BACKGROUND: Current research suggests that people with attention deficit hyperactivity disorder (ADHD) are at higher risk of physical and mental health disorders. This study aimed to explore these health risks in ADHD from the perspectives of multiple stakeholders.

METHODS: This study forms part of the 'Managing young people with ADHD in Primary care (MAP) study'. A survey developed by the study team was distributed to over 16 year olds with ADHD, their supporters, primary healthcare professionals and health commissioners across England, via social media and through patient/clinical networks (September-October 2022). This survey contained two questions on health risks. Question one asked about views on health risks in ADHD (free text). Question two asked about advice given (options list and free text). Descriptive statistics summarised responses to questions one and two, and qualitative analysis (reflexive thematic analysis) was used to explore free text responses from question one.

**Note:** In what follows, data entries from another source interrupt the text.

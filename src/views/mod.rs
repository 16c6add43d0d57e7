//! UI-agnostic page models
//!
//! `invite_record` is the candidate page, `dashboard` the recruiter page.
//! Both return serializable models that a frontend renders as-is.

pub mod dashboard;
pub mod invite_record;

pub use dashboard::{Banner, DashboardAction, DashboardModel, DashboardView};
pub use invite_record::{
    available_actions, status_message, InviteRecordModel, InviteRecordView, PendingUpload,
    RecorderAction, UploadOutcome, INVALID_INVITE_MESSAGE,
};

RESULTS: 782 participants responded to the MAP survey. Of these, 206 healthcare professionals, 157 people with ADHD and 88 supporters answered question one. The most mentioned perceived risks were substance misuse, sleep disorders, weight management and smoking. More people with ADHD reported disordered eating as a health risk (n = 32) than healthcare professionals (n = 5). Generated themes included perceived health risks, impact of living with ADHD, lack of adequate healthcare, and need for ADHD awareness. In respect to advice given (question two), based on responses from 258 professionals, 162 people with ADHD and 100 supporters, the most common advice discussed in consultation was mental health (n = 149, n = 50 and n = 17 respectively). High numbers of respondents reported not giving/receiving advice on wider health (n = 38, n = 88 and n = 61 respectively).

CONCLUSIONS: Findings demonstrate that respondents perceived a range of physical and mental health risks posed by ADHD. These related to difficulties with activities of daily living, as well as healthcare interactions and the impact of core features of ADHD (e.g. impulsivity, emotional dysregulation). These risks are not currently explicitly addressed in United Kingdom national guidance on ADHD. More work is needed to examine and address the broader health outcomes of people with ADHD.